**ABOUT THIS TASK:**
Go through the records below and copy out every line holding "Option".

Dataset entries:
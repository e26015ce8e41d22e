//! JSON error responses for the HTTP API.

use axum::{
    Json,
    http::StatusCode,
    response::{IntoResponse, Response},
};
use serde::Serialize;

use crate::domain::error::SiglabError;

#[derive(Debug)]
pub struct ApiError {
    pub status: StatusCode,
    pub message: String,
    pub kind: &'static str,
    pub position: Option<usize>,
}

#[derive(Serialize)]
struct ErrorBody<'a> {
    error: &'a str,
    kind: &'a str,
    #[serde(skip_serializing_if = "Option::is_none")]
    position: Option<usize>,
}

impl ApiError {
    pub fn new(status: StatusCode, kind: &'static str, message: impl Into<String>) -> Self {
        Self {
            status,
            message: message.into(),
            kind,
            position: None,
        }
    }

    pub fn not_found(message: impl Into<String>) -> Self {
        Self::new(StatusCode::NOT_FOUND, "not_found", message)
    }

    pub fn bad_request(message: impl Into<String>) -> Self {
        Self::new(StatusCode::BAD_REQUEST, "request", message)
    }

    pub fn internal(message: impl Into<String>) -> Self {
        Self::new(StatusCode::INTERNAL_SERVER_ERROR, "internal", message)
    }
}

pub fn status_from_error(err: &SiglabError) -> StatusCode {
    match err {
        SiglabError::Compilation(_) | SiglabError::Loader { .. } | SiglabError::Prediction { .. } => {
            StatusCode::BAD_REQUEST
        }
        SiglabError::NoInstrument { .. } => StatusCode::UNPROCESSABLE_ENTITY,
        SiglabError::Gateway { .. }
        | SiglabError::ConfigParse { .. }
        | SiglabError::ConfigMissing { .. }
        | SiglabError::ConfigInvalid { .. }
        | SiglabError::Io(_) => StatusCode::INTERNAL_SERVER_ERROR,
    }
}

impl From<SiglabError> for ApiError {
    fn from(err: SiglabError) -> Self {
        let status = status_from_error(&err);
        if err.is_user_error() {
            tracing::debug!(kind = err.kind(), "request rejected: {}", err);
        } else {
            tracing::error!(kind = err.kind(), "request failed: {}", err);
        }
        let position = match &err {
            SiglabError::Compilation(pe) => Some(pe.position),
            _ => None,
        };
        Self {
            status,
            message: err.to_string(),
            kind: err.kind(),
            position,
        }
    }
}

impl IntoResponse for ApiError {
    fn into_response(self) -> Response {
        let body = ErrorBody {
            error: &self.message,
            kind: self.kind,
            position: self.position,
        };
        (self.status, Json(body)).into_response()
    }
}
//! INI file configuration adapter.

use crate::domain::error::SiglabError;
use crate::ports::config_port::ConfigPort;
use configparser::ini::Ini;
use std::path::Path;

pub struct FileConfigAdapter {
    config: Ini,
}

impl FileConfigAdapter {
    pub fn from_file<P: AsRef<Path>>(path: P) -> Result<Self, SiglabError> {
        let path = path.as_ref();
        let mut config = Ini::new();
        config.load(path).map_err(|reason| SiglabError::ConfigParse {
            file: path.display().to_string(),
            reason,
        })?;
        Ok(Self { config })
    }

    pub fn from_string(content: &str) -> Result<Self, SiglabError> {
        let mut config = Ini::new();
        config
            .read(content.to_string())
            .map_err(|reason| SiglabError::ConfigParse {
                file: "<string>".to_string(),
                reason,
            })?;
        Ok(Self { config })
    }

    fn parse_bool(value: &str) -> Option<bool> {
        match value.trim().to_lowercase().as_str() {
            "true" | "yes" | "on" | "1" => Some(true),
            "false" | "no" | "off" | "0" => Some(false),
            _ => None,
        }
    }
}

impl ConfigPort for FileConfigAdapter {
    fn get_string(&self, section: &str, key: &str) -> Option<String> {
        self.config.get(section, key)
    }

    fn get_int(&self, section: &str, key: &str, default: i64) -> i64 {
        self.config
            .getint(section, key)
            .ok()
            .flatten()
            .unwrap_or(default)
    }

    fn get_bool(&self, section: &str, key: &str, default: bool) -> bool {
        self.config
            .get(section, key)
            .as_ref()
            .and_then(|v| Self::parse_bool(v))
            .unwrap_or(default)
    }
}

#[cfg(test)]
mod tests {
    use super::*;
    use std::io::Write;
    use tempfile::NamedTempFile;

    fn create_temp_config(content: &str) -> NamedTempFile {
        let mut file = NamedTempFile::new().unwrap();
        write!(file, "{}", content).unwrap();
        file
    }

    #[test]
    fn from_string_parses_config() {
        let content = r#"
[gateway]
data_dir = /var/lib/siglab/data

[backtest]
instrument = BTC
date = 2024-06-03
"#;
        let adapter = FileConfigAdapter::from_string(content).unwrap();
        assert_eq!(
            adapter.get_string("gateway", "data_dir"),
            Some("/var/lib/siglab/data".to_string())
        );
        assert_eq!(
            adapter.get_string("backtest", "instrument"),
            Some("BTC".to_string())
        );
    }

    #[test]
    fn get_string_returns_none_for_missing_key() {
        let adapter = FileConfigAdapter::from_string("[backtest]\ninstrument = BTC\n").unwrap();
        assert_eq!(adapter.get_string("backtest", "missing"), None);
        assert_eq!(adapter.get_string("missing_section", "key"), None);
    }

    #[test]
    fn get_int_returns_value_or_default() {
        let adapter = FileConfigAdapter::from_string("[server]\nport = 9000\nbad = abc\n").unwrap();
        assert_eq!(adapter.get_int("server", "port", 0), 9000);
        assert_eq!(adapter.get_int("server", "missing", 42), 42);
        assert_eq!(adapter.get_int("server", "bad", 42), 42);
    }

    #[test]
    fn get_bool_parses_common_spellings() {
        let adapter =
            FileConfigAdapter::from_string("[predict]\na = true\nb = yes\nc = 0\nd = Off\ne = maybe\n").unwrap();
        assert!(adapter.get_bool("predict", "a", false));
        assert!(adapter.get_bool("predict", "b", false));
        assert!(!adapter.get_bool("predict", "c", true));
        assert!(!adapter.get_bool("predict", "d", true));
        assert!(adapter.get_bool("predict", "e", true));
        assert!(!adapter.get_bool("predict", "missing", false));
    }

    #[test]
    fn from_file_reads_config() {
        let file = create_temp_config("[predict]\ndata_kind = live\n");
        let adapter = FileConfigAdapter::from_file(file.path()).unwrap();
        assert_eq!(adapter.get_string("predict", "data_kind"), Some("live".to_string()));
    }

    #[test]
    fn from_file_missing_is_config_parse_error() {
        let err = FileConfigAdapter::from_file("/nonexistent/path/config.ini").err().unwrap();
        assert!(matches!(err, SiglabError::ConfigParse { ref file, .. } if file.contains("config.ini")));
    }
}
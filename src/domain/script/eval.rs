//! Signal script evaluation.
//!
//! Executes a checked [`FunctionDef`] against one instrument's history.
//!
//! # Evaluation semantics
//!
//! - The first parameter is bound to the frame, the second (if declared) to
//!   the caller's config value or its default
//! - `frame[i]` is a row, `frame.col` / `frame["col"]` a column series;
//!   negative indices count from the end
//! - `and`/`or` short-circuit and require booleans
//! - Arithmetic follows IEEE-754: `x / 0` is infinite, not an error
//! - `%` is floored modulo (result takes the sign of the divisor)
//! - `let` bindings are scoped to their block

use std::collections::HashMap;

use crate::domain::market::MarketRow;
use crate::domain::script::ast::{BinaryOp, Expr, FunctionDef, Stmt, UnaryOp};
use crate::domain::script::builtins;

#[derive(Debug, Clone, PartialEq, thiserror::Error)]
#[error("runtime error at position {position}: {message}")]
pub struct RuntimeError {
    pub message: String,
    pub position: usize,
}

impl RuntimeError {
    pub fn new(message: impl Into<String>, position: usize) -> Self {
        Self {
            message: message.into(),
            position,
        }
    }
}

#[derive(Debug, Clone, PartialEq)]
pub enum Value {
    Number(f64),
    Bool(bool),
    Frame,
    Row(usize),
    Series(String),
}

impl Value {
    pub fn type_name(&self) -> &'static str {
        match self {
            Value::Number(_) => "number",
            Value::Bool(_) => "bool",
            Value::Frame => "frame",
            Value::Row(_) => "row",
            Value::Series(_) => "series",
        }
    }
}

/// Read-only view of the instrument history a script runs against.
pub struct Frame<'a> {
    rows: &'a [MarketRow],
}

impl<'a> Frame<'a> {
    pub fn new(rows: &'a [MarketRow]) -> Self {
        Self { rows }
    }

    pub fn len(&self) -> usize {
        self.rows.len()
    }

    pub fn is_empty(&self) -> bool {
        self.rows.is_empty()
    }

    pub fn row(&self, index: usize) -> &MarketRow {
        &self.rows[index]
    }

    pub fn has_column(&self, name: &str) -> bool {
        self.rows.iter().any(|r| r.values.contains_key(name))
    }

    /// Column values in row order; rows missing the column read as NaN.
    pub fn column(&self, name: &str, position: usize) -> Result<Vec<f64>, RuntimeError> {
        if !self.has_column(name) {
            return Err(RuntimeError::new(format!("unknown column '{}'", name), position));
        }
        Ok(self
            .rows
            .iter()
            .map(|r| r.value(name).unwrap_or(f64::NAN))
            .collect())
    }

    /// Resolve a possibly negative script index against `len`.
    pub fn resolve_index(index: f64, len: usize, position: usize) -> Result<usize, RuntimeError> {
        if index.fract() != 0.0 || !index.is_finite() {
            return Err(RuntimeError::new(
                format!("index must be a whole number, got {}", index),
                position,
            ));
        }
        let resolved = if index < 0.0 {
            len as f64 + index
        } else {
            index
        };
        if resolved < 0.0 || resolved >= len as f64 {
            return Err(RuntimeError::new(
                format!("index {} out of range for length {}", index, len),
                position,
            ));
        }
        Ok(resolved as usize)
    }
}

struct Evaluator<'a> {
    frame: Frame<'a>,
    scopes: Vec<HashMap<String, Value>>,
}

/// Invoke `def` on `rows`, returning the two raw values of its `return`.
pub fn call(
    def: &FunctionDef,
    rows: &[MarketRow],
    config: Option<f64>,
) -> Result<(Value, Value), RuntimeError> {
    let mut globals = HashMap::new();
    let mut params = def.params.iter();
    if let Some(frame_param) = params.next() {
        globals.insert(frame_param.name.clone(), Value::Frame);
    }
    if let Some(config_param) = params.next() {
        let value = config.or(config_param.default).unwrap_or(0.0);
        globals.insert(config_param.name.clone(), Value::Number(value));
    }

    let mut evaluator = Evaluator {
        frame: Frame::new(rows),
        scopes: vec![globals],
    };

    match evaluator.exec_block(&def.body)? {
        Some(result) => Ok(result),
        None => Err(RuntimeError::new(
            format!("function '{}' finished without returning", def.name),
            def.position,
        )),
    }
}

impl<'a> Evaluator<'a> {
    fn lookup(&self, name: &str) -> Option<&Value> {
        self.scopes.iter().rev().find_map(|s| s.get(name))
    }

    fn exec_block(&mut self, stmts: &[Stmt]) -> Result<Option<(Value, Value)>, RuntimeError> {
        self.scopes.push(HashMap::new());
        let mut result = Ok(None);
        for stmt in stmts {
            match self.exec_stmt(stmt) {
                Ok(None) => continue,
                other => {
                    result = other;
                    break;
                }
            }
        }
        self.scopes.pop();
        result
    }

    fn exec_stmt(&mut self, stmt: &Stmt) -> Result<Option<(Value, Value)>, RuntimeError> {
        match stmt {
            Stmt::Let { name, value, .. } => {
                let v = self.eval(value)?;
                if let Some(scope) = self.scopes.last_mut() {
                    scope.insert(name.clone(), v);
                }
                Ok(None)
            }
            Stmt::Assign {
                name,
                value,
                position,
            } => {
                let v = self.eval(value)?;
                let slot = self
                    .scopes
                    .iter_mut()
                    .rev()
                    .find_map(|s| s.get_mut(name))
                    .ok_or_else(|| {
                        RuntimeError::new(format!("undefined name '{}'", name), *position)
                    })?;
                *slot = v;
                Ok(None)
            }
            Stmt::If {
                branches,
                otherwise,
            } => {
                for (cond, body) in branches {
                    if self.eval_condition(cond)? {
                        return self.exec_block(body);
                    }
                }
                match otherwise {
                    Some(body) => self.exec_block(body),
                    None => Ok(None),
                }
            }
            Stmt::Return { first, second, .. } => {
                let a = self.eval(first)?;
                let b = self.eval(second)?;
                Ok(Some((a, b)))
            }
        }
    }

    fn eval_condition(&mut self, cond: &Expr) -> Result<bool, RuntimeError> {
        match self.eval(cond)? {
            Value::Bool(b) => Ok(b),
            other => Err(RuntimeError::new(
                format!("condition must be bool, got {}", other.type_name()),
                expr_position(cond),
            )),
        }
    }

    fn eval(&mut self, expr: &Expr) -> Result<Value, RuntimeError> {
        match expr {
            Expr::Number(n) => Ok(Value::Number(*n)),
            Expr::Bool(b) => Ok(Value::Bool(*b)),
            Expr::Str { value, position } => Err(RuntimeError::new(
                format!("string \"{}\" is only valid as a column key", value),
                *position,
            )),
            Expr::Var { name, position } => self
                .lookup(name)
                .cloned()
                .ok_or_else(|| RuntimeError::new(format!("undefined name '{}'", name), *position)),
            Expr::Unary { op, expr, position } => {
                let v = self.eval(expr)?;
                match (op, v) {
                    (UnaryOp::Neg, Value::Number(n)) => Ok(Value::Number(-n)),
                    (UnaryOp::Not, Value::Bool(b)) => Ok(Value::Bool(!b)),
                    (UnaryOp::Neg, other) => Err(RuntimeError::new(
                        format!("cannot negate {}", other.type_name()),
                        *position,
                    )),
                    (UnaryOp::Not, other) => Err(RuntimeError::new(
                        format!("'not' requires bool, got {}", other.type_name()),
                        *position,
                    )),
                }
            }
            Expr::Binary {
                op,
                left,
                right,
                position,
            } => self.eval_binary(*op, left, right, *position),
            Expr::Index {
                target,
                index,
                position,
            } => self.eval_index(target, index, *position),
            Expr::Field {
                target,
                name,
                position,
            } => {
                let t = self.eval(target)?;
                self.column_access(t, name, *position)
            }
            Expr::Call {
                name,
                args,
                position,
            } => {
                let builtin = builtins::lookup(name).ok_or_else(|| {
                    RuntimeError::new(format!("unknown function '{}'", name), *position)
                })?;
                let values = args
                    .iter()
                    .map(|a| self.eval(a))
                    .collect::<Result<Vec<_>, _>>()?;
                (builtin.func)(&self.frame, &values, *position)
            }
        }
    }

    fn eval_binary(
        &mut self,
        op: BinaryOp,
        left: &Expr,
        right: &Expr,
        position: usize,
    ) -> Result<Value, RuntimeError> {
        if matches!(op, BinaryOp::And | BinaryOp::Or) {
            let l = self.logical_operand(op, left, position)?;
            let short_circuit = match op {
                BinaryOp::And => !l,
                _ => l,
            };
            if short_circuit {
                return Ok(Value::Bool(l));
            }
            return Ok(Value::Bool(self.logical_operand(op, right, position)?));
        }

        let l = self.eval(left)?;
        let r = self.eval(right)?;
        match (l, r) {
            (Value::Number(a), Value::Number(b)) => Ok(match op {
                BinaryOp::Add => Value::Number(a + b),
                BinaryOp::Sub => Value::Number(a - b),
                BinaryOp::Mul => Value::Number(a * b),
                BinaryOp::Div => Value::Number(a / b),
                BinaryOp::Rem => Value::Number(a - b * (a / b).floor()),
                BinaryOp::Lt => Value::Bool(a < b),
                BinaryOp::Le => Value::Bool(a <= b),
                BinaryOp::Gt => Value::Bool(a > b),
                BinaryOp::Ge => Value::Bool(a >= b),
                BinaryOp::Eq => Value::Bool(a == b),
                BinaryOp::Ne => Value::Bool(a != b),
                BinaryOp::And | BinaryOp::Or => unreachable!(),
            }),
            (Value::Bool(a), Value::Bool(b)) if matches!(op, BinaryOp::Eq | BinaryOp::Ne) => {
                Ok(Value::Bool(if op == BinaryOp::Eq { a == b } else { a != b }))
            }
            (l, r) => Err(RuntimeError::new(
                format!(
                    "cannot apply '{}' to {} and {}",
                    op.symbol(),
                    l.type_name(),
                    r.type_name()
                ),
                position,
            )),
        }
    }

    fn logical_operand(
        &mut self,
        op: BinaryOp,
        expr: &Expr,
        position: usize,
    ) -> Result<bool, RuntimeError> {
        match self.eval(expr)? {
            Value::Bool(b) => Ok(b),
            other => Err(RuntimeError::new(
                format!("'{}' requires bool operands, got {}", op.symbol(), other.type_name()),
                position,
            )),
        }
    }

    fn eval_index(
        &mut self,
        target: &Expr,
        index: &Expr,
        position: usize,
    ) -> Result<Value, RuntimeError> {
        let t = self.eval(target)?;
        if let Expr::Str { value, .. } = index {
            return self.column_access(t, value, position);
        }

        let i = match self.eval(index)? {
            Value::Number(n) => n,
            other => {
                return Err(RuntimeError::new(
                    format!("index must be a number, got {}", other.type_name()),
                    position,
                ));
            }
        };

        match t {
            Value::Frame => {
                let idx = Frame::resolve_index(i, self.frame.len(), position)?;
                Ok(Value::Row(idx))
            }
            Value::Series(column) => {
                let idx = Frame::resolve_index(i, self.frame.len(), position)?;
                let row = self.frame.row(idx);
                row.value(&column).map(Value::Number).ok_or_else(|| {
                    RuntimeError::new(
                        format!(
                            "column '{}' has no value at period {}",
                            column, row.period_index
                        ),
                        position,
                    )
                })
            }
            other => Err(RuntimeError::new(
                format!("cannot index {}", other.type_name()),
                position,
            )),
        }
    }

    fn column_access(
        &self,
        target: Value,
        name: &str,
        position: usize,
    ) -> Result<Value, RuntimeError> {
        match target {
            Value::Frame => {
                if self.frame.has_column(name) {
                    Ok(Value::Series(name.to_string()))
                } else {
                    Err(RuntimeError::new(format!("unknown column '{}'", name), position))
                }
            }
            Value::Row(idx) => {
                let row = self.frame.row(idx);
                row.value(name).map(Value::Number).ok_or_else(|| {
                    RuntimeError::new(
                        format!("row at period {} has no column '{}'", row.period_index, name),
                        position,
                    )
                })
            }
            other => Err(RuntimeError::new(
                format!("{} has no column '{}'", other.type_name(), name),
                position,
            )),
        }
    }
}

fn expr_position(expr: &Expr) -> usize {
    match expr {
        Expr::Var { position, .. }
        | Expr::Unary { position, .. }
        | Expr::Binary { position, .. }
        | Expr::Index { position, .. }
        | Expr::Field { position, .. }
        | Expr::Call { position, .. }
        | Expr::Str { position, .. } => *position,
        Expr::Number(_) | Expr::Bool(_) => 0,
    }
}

**SOLVED EXERCISE:**
    pub position: Option<usize>,
    #[serde(skip_serializing_if = "Option::is_none")]
    position: Option<usize>,
    fn parse_bool(value: &str) -> Option<bool> {
    fn get_string(&self, section: &str, key: &str) -> Option<String> {
    config: Option<f64>,
    fn lookup(&self, name: &str) -> Option<&Value> {
    fn exec_block(&mut self, stmts: &[Stmt]) -> Result<Option<(Value, Value)>, RuntimeError> {
    fn exec_stmt(&mut self, stmt: &Stmt) -> Result<Option<(Value, Value)>, RuntimeError> {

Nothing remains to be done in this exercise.